Faltaban cuatro minutos para el final cuando el Gringo Santoni, siempre tan apresurado, despejó a córner sin necesidad. Había llegado ese momento en el cual los menos interesados miraban el reloj con ganas de que aquello terminara de una vez, los borrachos hablaban solos y los fanáticos estaban trepados a las vallas totalmente desencajados. El córner venía fuerte y el Gato Felpa, todo hay que decirlo, dudó en la salida y se quedó a mitad de camino. El Oso Antuña, defensor central del Argentino, no necesitó saltar para cabecear seco al ángulo cruzado. El Enano Zárate, que con esa altura no podía marcar a nadie por arriba y que en los córneres era el encargado de cuidar el primer palo, supo instintivamente que con la cabeza jamás podía llegar a esa pelota, y la despejó de un manotazo. ¡Penalty!

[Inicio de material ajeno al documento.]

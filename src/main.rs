use clap::{Parser, Subcommand};
use std::sync::Arc;

use wikifetch::api::create_router;
use wikifetch::config::CONFIG;
use wikifetch::data_models::SearchResult;
use wikifetch::gateway::{GatewayConfig, WikipediaGateway};
use wikifetch::query_engine::QueryEngine;

#[derive(Parser, Debug)]
#[command(name = "wikifetch", about = "Look up Wikipedia articles from the command line or over HTTP")]
struct Cli {
    /// Log at debug level
    #[arg(short, long, global = true)]
    verbose: bool,

    #[command(subcommand)]
    command: Command,
}

#[derive(Subcommand, Debug)]
enum Command {
    /// Serve the search page and JSON API
    Serve {
        /// Address to listen on (defaults to BIND_ADDR)
        #[arg(long)]
        bind: Option<String>,
    },
    /// Resolve one query and print the result
    Search {
        #[arg(required = true, num_args = 1..)]
        query: Vec<String>,
    },
}

#[tokio::main]
async fn main() -> anyhow::Result<()> {
    let cli = Cli::parse();

    // Initialize tracing subscriber (handles both tracing and log crate)
    let level = if cli.verbose {
        tracing::Level::DEBUG
    } else {
        tracing::Level::INFO
    };
    tracing_subscriber::fmt()
        .with_max_level(level)
        .with_target(true)
        .init();

    let gateway = WikipediaGateway::new(GatewayConfig::from(&*CONFIG))?;
    let query_engine = Arc::new(QueryEngine::new(Arc::new(gateway)));

    match cli.command {
        Command::Serve { bind } => {
            let addr = bind.unwrap_or_else(|| CONFIG.bind_addr.clone());
            let listener = tokio::net::TcpListener::bind(&addr).await?;
            tracing::info!("listening on http://{}", listener.local_addr()?);
            axum::serve(listener, create_router(query_engine)).await?;
        }
        Command::Search { query } => {
            let query = query.join(" ");
            if query.trim().is_empty() {
                anyhow::bail!("Please enter a search term.");
            }
            match query_engine.resolve(&query).await {
                SearchResult::Success {
                    article,
                    suggestions,
                } => {
                    println!("{}\n{}\n\n{}", article.title, article.link, article.summary);
                    if !suggestions.is_empty() {
                        println!("\nSee also:");
                        for title in suggestions {
                            println!("  - {title}");
                        }
                    }
                }
                SearchResult::Failure { message } => anyhow::bail!(message),
            }
        }
    }
    Ok(())
}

Aquello calentó a los indiferentes, congeló a los fanáticos y hasta calló a los borrachos. El lado celeste de la cancha se puso de fiesta y la gente del Sportivo esperaba, inmóvil y muda, a que los dioses del fútbol les dieran una mano. Todo lo que estaba pasando se parecía mucho a la fantasía de Juan Antonio Felpa.
El sol, del otro lado de la cancha, se había caído detrás de los cipreses, y Felpa, parado en el centro de la línea de meta, se quitó la gorra muy resuelto y la tiró adentro de la portería. Sintió un frescor agradable en la cabeza sudada y quizá por eso experimentó la fe de los héroes.

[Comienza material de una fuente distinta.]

use axum::{Router, routing::post};
use std::sync::Arc;
use tower_http::{
    cors::{Any, CorsLayer},
    services::ServeDir,
};

use crate::query_engine::QueryEngine;

pub mod handlers;
pub mod models;

/// Directory holding the search page, relative to the working directory.
pub const STATIC_DIR: &str = "static";

/// `POST /api/search` resolves a query; every other path is looked up in
/// [`STATIC_DIR`]. The API is open to any origin.
pub fn create_router(query_engine: Arc<QueryEngine>) -> Router {
    let search_api = Router::new()
        .route("/api/search", post(handlers::search_handler))
        .with_state(query_engine);

    let any_origin = CorsLayer::new()
        .allow_origin(Any)
        .allow_methods(Any)
        .allow_headers(Any);

    search_api
        .fallback_service(ServeDir::new(STATIC_DIR))
        .layer(any_origin)
}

A once metros de distancia el Befo Nieva ya estaba frente a la pelota. Se cruzaron una mirada huidiza; medio cómplice y medio asesina. Juan Antonio Felpa flexionó levemente las rodillas y con los ojos fijos en el lanzador escuchó la orden del árbitro. Ya tenía la decisión tomada. Cuando el Beto golpeó la pelota, Felpa ya volaba en la dirección del sueño. Al lado del palo derecho, se abrazó a la pelota en el aire, y antes de caer al suelo sintió, como un relámpago, la alegría más grande de su vida.

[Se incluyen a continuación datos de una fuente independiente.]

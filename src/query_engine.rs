use std::sync::Arc;

use crate::data_models::{Article, CandidatePage, SearchResult, parse_candidates};
use crate::error::ResolveError;
use crate::gateway::SearchGateway;

/// How many alternative titles are offered next to the main article.
pub const MAX_SUGGESTIONS: usize = 4;

/// Order candidates by the search service's own rank. The sort is stable, so
/// unranked pages keep their relative order at the end.
pub fn rank_candidates(mut candidates: Vec<CandidatePage>) -> Vec<CandidatePage> {
    candidates.sort_by_key(|c| c.rank_index);
    candidates
}

/// Pick the main article from ranked candidates and derive the suggestions.
///
/// The first displayable page wins and is never replaced; every non-empty
/// title is still collected so the suggestions keep the ranking order.
pub fn select(
    query: &str,
    ranked: &[CandidatePage],
) -> Result<(Article, Vec<String>), ResolveError> {
    let mut main_article: Option<Article> = None;
    let mut all_titles: Vec<&str> = Vec::new();

    for candidate in ranked {
        if candidate.title.is_empty() {
            continue;
        }
        all_titles.push(&candidate.title);

        if main_article.is_none() && candidate.is_displayable() {
            main_article = Some(Article::from_candidate(candidate));
        }
    }

    let Some(article) = main_article else {
        let query = query.to_string();
        return Err(if all_titles.is_empty() {
            ResolveError::NoResults { query }
        } else {
            ResolveError::NotSpecific { query }
        });
    };

    let suggestions = all_titles
        .into_iter()
        .filter(|title| *title != article.title)
        .take(MAX_SUGGESTIONS)
        .map(str::to_string)
        .collect();

    Ok((article, suggestions))
}

pub struct QueryEngine {
    gateway: Arc<dyn SearchGateway>,
}

impl QueryEngine {
    pub fn new(gateway: Arc<dyn SearchGateway>) -> Self {
        Self { gateway }
    }

    /// Resolve a query into a single article plus suggestions. Every failure
    /// is reported as `SearchResult::Failure`.
    pub async fn resolve(&self, query: &str) -> SearchResult {
        match self.try_resolve(query).await {
            Ok((article, suggestions)) => {
                tracing::info!(
                    query,
                    article = %article.title,
                    suggestions = suggestions.len(),
                    "resolved query"
                );
                SearchResult::Success {
                    article,
                    suggestions,
                }
            }
            Err(e) => {
                tracing::info!(query, reason = ?e, "query did not resolve");
                SearchResult::from(e)
            }
        }
    }

    async fn try_resolve(&self, query: &str) -> Result<(Article, Vec<String>), ResolveError> {
        if query.trim().is_empty() {
            return Err(ResolveError::EmptyQuery);
        }

        let response = self.gateway.fetch(query).await.map_err(|e| {
            tracing::warn!(query, error = %e, "search gateway failed");
            ResolveError::Connectivity
        })?;

        if response.is_empty() {
            return Err(ResolveError::EmptyResponse);
        }

        let candidates = parse_candidates(&response)
            .map_err(|e| {
                tracing::error!(query, error = %e, "could not parse search response");
                ResolveError::Unexpected
            })?
            .ok_or_else(|| ResolveError::NoResults {
                query: query.to_string(),
            })?;

        let ranked = rank_candidates(candidates);
        tracing::debug!(query, candidates = ranked.len(), "ranked candidates");
        select(query, &ranked)
    }
}

#[test]
fn test_rank_candidates_unranked_last_and_stable() {
    let ranked = rank_candidates(vec![
        CandidatePage::new(i64::MAX, "no rank a", "", ""),
        CandidatePage::new(3, "three", "", ""),
        CandidatePage::new(i64::MAX, "no rank b", "", ""),
        CandidatePage::new(1, "one", "", ""),
    ]);
    let titles: Vec<&str> = ranked.iter().map(|c| c.title.as_str()).collect();
    assert_eq!(titles, vec!["one", "three", "no rank a", "no rank b"]);
}

#[test]
fn test_select_first_displayable_wins() {
    let url = "https://en.wikipedia.org/wiki/";
    let ranked = vec![
        CandidatePage::new(1, "Mercury", "Mercury may refer to:", url),
        CandidatePage::new(2, "", "orphan extract", url),
        CandidatePage::new(3, "Mercury (planet)", "Mercury is the first planet.", url),
        CandidatePage::new(4, "Mercury (element)", "Mercury is a chemical element.", url),
    ];
    let (article, suggestions) = select("mercury", &ranked).unwrap();
    assert_eq!(article.title, "Mercury (planet)");
    assert_eq!(article.summary, "Mercury is the first planet.");
    assert_eq!(suggestions, vec!["Mercury", "Mercury (element)"]);
}

#[test]
fn test_select_without_titles_or_articles() {
    let empty_titles = vec![CandidatePage::new(1, "", "x", "y")];
    assert_eq!(
        select("q", &empty_titles),
        Err(ResolveError::NoResults {
            query: "q".to_string()
        })
    );

    let stubs = vec![
        CandidatePage::new(1, "Stub", "", "https://en.wikipedia.org/wiki/Stub"),
        CandidatePage::new(2, "Unlinked", "Has text.", ""),
    ];
    assert_eq!(
        select("q", &stubs),
        Err(ResolveError::NotSpecific {
            query: "q".to_string()
        })
    );
}

#[test]
fn test_select_drops_every_copy_of_main_title() {
    let url = "https://en.wikipedia.org/wiki/Dup";
    let ranked = vec![
        CandidatePage::new(1, "Dup", "Dup is a page.", url),
        CandidatePage::new(2, "Other", "", ""),
        CandidatePage::new(3, "Dup", "Dup again.", url),
    ];
    let (_, suggestions) = select("dup", &ranked).unwrap();
    assert_eq!(suggestions, vec!["Other"]);
}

Ahora era la mitad rojo-verde del campo la que se había puesto de fiesta al grito de «Felpa», «Felpa», «Felpa». Yo no sé lo que le pasó en ese momento, porque en veinticinco años nadie logró hablar con él del tema sin que se enfadara, pero para mí que esos gritos lo confundieron y eso lo llevó a tomar el camino más absurdo de su vida. Lo cierto es que se levantó del suelo endiosado, y queriendo prolongar ese momento mágico, cometió el error de ir a buscar la gorra dentro de la portería con la pelota debajo del brazo. El árbitro dudó antes de dar el gol, y el campo entero tardó en echarse las manos a la cabeza entre eufóricas risas celestes y sorprendidos lamentos verdirojos. El extraño coro de murmullos que quedó flotando en el ambiente desconcertó a don Jesús Eladio Felpa, que había sufrido con el penalty («hay que reconocer que fue justo, vieja») y se había alegrado con el paradón. Intuyó que algo malo había pasado, y con una mínima esperanza de haberse equivocado, miró a su santa mujer y le comentó entre triste y preocupado: Vieja, creo que tu hijo la cagó.